===== RECORD EXTRACTS
//! Account credentials accepted by signup and login.
//!
//! Constructors validate raw strings before a handler talks to a service, so
//! the account service only ever sees well-formed input. Passwords are held in
//! [`Zeroizing`] buffers and never printed.

use std::fmt;

use serde::{Deserialize, Serialize};
use thiserror::Error;
use zeroize::Zeroizing;

pub const PASSWORD_MIN_CHARS: usize = 6;
pub const EMAIL_MAX_CHARS: usize = 254;
pub const NAME_MAX_CHARS: usize = 100;

/// Validation failures for signup and login payloads.
#[derive(Debug, Clone, PartialEq, Eq, Error)]
pub enum CredentialsValidationError {
    #[error("email must be a valid email address")]
    InvalidEmail,
    #[error("name must not be empty")]
    EmptyName,
    #[error("name must be at most 100 characters")]
    NameTooLong,
    #[error("Password must be at least 6 characters long")]
    PasswordTooShort,
    #[error("password must not be empty")]
    EmptyPassword,
}

impl CredentialsValidationError {
    /// Payload field the failure refers to.
    pub fn field(&self) -> &'static str {
        match self {
            Self::InvalidEmail => "email",
            Self::EmptyName | Self::NameTooLong => "name",
            Self::PasswordTooShort | Self::EmptyPassword => "password",
        }
    }

    /// Machine-readable detail code.
    pub fn code(&self) -> &'static str {
        match self {
            Self::InvalidEmail => "invalid_email",
            Self::EmptyName => "empty_name",
            Self::NameTooLong => "name_too_long",
            Self::PasswordTooShort => "password_too_short",
            Self::EmptyPassword => "empty_password",
        }
    }
}

/// Lower-cased, trimmed email address used as the login name.
///
/// # Examples
/// ```
/// use weather_gateway::domain::EmailAddress;
///
/// let email = EmailAddress::new("  Ada@Example.COM ").expect("valid email");
/// assert_eq!(email.as_str(), "ada@example.com");
/// assert!(EmailAddress::new("ada.example.com").is_err());
/// ```
#[derive(Debug, Clone, PartialEq, Eq, Hash, Serialize, Deserialize)]
#[serde(try_from = "String", into = "String")]
pub struct EmailAddress(String);

impl EmailAddress {
    pub fn new(raw: impl AsRef<str>) -> Result<Self, CredentialsValidationError> {
        let normalised = raw.as_ref().trim().to_lowercase();
        if normalised.chars().count() > EMAIL_MAX_CHARS || !looks_like_email(&normalised) {
            return Err(CredentialsValidationError::InvalidEmail);
        }
        Ok(Self(normalised))
    }

    pub fn as_str(&self) -> &str {
        self.0.as_str()
    }
}

fn looks_like_email(candidate: &str) -> bool {
    let Some((local, domain)) = candidate.split_once('@') else {
        return false;
    };
    let domain_ok = domain
        .split('.')
        .all(|label| !label.is_empty())
        && domain.contains('.');
    !local.is_empty()
        && !domain.contains('@')
        && domain_ok
        && !candidate.chars().any(char::is_whitespace)
}

impl fmt::Display for EmailAddress {
    fn fmt(&self, f: &mut fmt::Formatter<'_>) -> fmt::Result {
        f.write_str(&self.0)
    }
}

impl From<EmailAddress> for String {
    fn from(value: EmailAddress) -> Self {
        value.0
    }
}

impl TryFrom<String> for EmailAddress {
    type Error = CredentialsValidationError;

    fn try_from(value: String) -> Result<Self, Self::Error> {
        Self::new(value)
    }
}

/// Password supplied by a caller. `Debug` never shows it.
#[derive(Clone, PartialEq, Eq)]
pub struct Password(Zeroizing<String>);

impl Password {
    pub fn expose(&self) -> &str {
        self.0.as_str()
    }
}

impl fmt::Debug for Password {
    fn fmt(&self, f: &mut fmt::Formatter<'_>) -> fmt::Result {
        f.write_str("Password(******)")
    }
}

/// Validated signup request.
///
/// ## Invariants
/// - `email` is a normalised [`EmailAddress`].
/// - `name` is trimmed, non-empty and at most 100 characters.
/// - `password` has at least 6 characters and keeps caller whitespace.
#[derive(Debug, Clone, PartialEq, Eq)]
pub struct SignupDetails {
    email: EmailAddress,
    name: String,
    password: Password,
}

impl SignupDetails {
    pub fn try_from_parts(
        email: &str,
        name: &str,
        password: &str,
    ) -> Result<Self, CredentialsValidationError> {
        let email = EmailAddress::new(email)?;
        let name = name.trim();
        if name.is_empty() {
            return Err(CredentialsValidationError::EmptyName);
        }
        if name.chars().count() > NAME_MAX_CHARS {
            return Err(CredentialsValidationError::NameTooLong);
        }
        if password.chars().count() < PASSWORD_MIN_CHARS {
            return Err(CredentialsValidationError::PasswordTooShort);
        }
        Ok(Self {
            email,
            name: name.to_owned(),
            password: Password(Zeroizing::new(password.to_owned())),
        })
    }

    pub fn email(&self) -> &EmailAddress {
        &self.email
    }

    pub fn name(&self) -> &str {
        self.name.as_str()
    }

    pub fn password(&self) -> &Password {
        &self.password
    }
}

/// Validated login request. Length rules are not re-applied at login.
#[derive(Debug, Clone, PartialEq, Eq)]
pub struct LoginCredentials {
    email: EmailAddress,
    password: Password,
}

impl LoginCredentials {
    pub fn try_from_parts(email: &str, password: &str) -> Result<Self, CredentialsValidationError> {
        let email = EmailAddress::new(email)?;
        if password.is_empty() {
            return Err(CredentialsValidationError::EmptyPassword);
        }
        Ok(Self {
            email,
            password: Password(Zeroizing::new(password.to_owned())),
        })
    }

    pub fn email(&self) -> &EmailAddress {
        &self.email
    }

    pub fn password(&self) -> &Password {
        &self.password
    }
}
==========
PROBLEM STATEMENT → Retype every record above exactly.

EXERCISE SOLUTION →
//! Account credentials accepted by signup and login.
//!
//! Constructors validate raw strings before a handler talks to a service, so
//! the account service only ever sees well-formed input. Passwords are held in
//! [`Zeroizing`] buffers and never printed.

use std::fmt;

use serde::{Deserialize, Serialize};
use thiserror::Error;
use zeroize::Zeroizing;

pub const PASSWORD_MIN_CHARS: usize = 6;
pub const EMAIL_MAX_CHARS: usize = 254;
pub const NAME_MAX_CHARS: usize = 100;

/// Validation failures for signup and login payloads.
#[derive(Debug, Clone, PartialEq, Eq, Error)]
pub enum CredentialsValidationError {
    #[error("email must be a valid email address")]
    InvalidEmail,
    #[error("name must not be empty")]
    EmptyName,
    #[error("name must be at most 100 characters")]
    NameTooLong,
    #[error("Password must be at least 6 characters long")]
    PasswordTooShort,
    #[error("password must not be empty")]
    EmptyPassword,
}

impl CredentialsValidationError {
    /// Payload field the failure refers to.
    pub fn field(&self) -> &'static str {
        match self {
            Self::InvalidEmail => "email",
            Self::EmptyName | Self::NameTooLong => "name",
            Self::PasswordTooShort | Self::EmptyPassword => "password",
        }
    }

    /// Machine-readable detail code.
    pub fn code(&self) -> &'static str {
        match self {
            Self::InvalidEmail => "invalid_email",
            Self::EmptyName => "empty_name",
            Self::NameTooLong => "name_too_long",
            Self::PasswordTooShort => "password_too_short",
            Self::EmptyPassword => "empty_password",
        }
    }
}

/// Lower-cased, trimmed email address used as the login name.
///
/// # Examples
/// ```
/// use weather_gateway::domain::EmailAddress;
///
/// let email = EmailAddress::new("  Ada@Example.COM ").expect("valid email");
/// assert_eq!(email.as_str(), "ada@example.com");
/// assert!(EmailAddress::new("ada.example.com").is_err());
/// ```
#[derive(Debug, Clone, PartialEq, Eq, Hash, Serialize, Deserialize)]
#[serde(try_from = "String", into = "String")]
pub struct EmailAddress(String);

impl EmailAddress {
    pub fn new(raw: impl AsRef<str>) -> Result<Self, CredentialsValidationError> {
        let normalised = raw.as_ref().trim().to_lowercase();
        if normalised.chars().count() > EMAIL_MAX_CHARS || !looks_like_email(&normalised) {
            return Err(CredentialsValidationError::InvalidEmail);
        }
        Ok(Self(normalised))
    }

    pub fn as_str(&self) -> &str {
        self.0.as_str()
    }
}

fn looks_like_email(candidate: &str) -> bool {
    let Some((local, domain)) = candidate.split_once('@') else {
        return false;
    };
    let domain_ok = domain
        .split('.')
        .all(|label| !label.is_empty())
        && domain.contains('.');
    !local.is_empty()
        && !domain.contains('@')
        && domain_ok
        && !candidate.chars().any(char::is_whitespace)
}

impl fmt::Display for EmailAddress {
    fn fmt(&self, f: &mut fmt::Formatter<'_>) -> fmt::Result {
        f.write_str(&self.0)
    }
}

impl From<EmailAddress> for String {
    fn from(value: EmailAddress) -> Self {
        value.0
    }
}

impl TryFrom<String> for EmailAddress {
    type Error = CredentialsValidationError;

    fn try_from(value: String) -> Result<Self, Self::Error> {
        Self::new(value)
    }
}

/// Password supplied by a caller. `Debug` never shows it.
#[derive(Clone, PartialEq, Eq)]
pub struct Password(Zeroizing<String>);

impl Password {
    pub fn expose(&self) -> &str {
        self.0.as_str()
    }
}

impl fmt::Debug for Password {
    fn fmt(&self, f: &mut fmt::Formatter<'_>) -> fmt::Result {
        f.write_str("Password(******)")
    }
}

/// Validated signup request.
///
/// ## Invariants
/// - `email` is a normalised [`EmailAddress`].
/// - `name` is trimmed, non-empty and at most 100 characters.
/// - `password` has at least 6 characters and keeps caller whitespace.
#[derive(Debug, Clone, PartialEq, Eq)]
pub struct SignupDetails {
    email: EmailAddress,
    name: String,
    password: Password,
}

impl SignupDetails {
    pub fn try_from_parts(
        email: &str,
        name: &str,
        password: &str,
    ) -> Result<Self, CredentialsValidationError> {
        let email = EmailAddress::new(email)?;
        let name = name.trim();
        if name.is_empty() {
            return Err(CredentialsValidationError::EmptyName);
        }
        if name.chars().count() > NAME_MAX_CHARS {
            return Err(CredentialsValidationError::NameTooLong);
        }
        if password.chars().count() < PASSWORD_MIN_CHARS {
            return Err(CredentialsValidationError::PasswordTooShort);
        }
        Ok(Self {
            email,
            name: name.to_owned(),
            password: Password(Zeroizing::new(password.to_owned())),
        })
    }

    pub fn email(&self) -> &EmailAddress {
        &self.email
    }

    pub fn name(&self) -> &str {
        self.name.as_str()
    }

    pub fn password(&self) -> &Password {
        &self.password
    }
}

/// Validated login request. Length rules are not re-applied at login.
#[derive(Debug, Clone, PartialEq, Eq)]
pub struct LoginCredentials {
    email: EmailAddress,
    password: Password,
}

impl LoginCredentials {
    pub fn try_from_parts(email: &str, password: &str) -> Result<Self, CredentialsValidationError> {
        let email = EmailAddress::new(email)?;
        if password.is_empty() {
            return Err(CredentialsValidationError::EmptyPassword);
        }
        Ok(Self {
            email,
            password: Password(Zeroizing::new(password.to_owned())),
        })
    }

    pub fn email(&self) -> &EmailAddress {
        &self.email
    }

    pub fn password(&self) -> &Password {
        &self.password
    }
}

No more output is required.